Haemoglobin (haemoglobin, Hb or Hgb) is a protein containing iron that facilitates the transportation of oxygen in red blood cells. Almost all vertebrates contain hemoglobin, with the sole exception of the fish family Channichthyidae. A healthy human has 12 to 20 grams of hemoglobin in every 100 mL of blood.


In mammals, hemoglobin makes up about 96% of a red blood cell's dry weight (excluding water), and around 35% of the total weight (including water). Hemoglobin has an oxygen-binding capacity of 1.34 mL of O2 per gram


The mammalian hemoglobin molecule can bind and transport up to four oxygen molecules. Hemoglobin also transports other gases.
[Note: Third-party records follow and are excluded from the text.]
//! Order workflows
//!
//! [`OrderService`] is the single entry point for placing orders and moving
//! them through the status lifecycle. Placement is check-then-commit: the
//! availability pre-check produces precise errors in the common case, while
//! correctness under concurrent placements comes from the store's guarded
//! decrements at commit time.

use std::collections::HashMap;
use std::sync::Arc;

use chrono::Utc;

use crate::db::models::{InventoryItem, Order};
use crate::orders::draft;
use crate::orders::error::{PlacementError, PlacementResult};
use crate::orders::store::{CommitError, OrderStore};
use shared::order::{OrderStatus, PlaceOrderRequest};

/// Bounded retry budget for order code collisions.
const MAX_CODE_ATTEMPTS: u32 = 3;

/// Pluggable code source; tests inject deterministic generators.
pub type CodeGenerator = Arc<dyn Fn() -> String + Send + Sync>;

#[derive(Clone)]
pub struct OrderService {
    store: Arc<dyn OrderStore>,
    code_gen: CodeGenerator,
}

impl OrderService {
    pub fn new(store: Arc<dyn OrderStore>) -> Self {
        Self {
            store,
            code_gen: Arc::new(shared::util::order_code),
        }
    }

    /// Same service with a custom code generator (collision handling tests).
    pub fn with_code_generator(
        store: Arc<dyn OrderStore>,
        code_gen: impl Fn() -> String + Send + Sync + 'static,
    ) -> Self {
        Self {
            store,
            code_gen: Arc::new(code_gen),
        }
    }

    /// Place an order: validate the request, load and pre-check the ledger,
    /// then commit every stock decrement together with the order insert as
    /// one atomic unit. On a code collision the commit is retried with a
    /// fresh code up to a small bounded budget.
    pub async fn place_order(&self, req: PlaceOrderRequest) -> PlacementResult<Order> {
        draft::validate_request(&req)?;

        let mut ids: Vec<String> = Vec::new();
        for line in &req.line_items {
            if !ids.contains(&line.item_id) {
                ids.push(line.item_id.clone());
            }
        }
        let loaded = self.store.load_items(&ids).await?;
        let items: HashMap<String, InventoryItem> = loaded
            .into_iter()
            .filter_map(|item| {
                let key = item.id.as_ref()?.to_string();
                Some((key, item))
            })
            .collect();

        let (mut order, decrements) = draft::build_order(&req, &items)?;

        for attempt in 1..=MAX_CODE_ATTEMPTS {
            order.code = (self.code_gen)();
            match self.store.commit_placement(&decrements, &order).await {
                Ok(created) => {
                    tracing::info!(
                        code = %created.code,
                        total = %created.total_amount,
                        lines = created.line_items.len(),
                        "Order placed"
                    );
                    return Ok(created);
                }
                Err(CommitError::DuplicateCode { code }) => {
                    tracing::warn!(code = %code, attempt, "Order code collision, regenerating");
                }
                Err(CommitError::StockConflict { item_id }) => {
                    tracing::warn!(item_id = %item_id, "Placement lost a stock race");
                    return Err(PlacementError::StockConflict { item_id });
                }
                Err(CommitError::Store(e)) => return Err(e.into()),
            }
        }
        Err(PlacementError::OrderCodeExhausted)
    }

    /// Move an order through the status lifecycle. Stock is untouched here:
    /// it was committed at creation time, and cancellation does not restock.
    pub async fn transition_status(
        &self,
        order_id: &str,
        target: OrderStatus,
    ) -> PlacementResult<Order> {
        let Some(current) = self.store.get_order(order_id).await? else {
            return Err(PlacementError::OrderNotFound(order_id.to_string()));
        };
        let from = current.status;
        if !from.can_transition(target) {
            return Err(PlacementError::InvalidTransition { from, to: target });
        }
        match self
            .store
            .update_order_status(order_id, from, target, Utc::now())
            .await?
        {
            Some(order) => {
                tracing::info!(code = %order.code, %from, to = %target, "Order status updated");
                Ok(order)
            }
            None => {
                // Lost a race: report against whatever the status is now
                match self.store.get_order(order_id).await? {
                    Some(order) => Err(PlacementError::InvalidTransition {
                        from: order.status,
                        to: target,
                    }),
                    None => Err(PlacementError::OrderNotFound(order_id.to_string())),
                }
            }
        }
    }

    pub async fn get_order(&self, order_id: &str) -> PlacementResult<Order> {
        self.store
            .get_order(order_id)
            .await?
            .ok_or_else(|| PlacementError::OrderNotFound(order_id.to_string()))
    }

    /// Look an order up by its external code.
    pub async fn find_by_code(&self, code: &str) -> PlacementResult<Order> {
        self.store
            .find_order_by_code(code)
            .await?
            .ok_or_else(|| PlacementError::OrderNotFound(code.to_string()))
    }

    /// All orders, most recent first.
    pub async fn list_orders(&self) -> PlacementResult<Vec<Order>> {
        Ok(self.store.list_orders().await?)
    }

    /// Orders in one lifecycle state, most recent first.
    pub async fn list_by_status(&self, status: OrderStatus) -> PlacementResult<Vec<Order>> {
        Ok(self.store.list_orders_by_status(status).await?)
    }

    /// Exposed for diagnostics and tests; placement generates its own codes.
    pub fn generate_order_code(&self) -> String {
        (self.code_gen)()
    }
}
It carries off some of the body's respiratory carbon dioxide (about 20–25% of the total) as carbaminohemoglobin, in which CO2 binds to the heme protein. The molecule also carries the important regulatory molecule nitric oxide bound to a thiol group in the globin protein, releasing it at the same time as oxygen.


Structure

In most vertebrates, the hemoglobin molecule is an assembly of four globular protein subunits. Each subunit is composed of a protein chain tightly associated with a non-protein prosthetic heme group. Each protein chain arranges into a set of alpha-helix structural segments connected together in a globin fold arrangement. Such a name is given because this arrangement is the same folding motif used in other heme/globin proteins such as myoglobin. This folding pattern contains a pocket that strongly binds the heme group.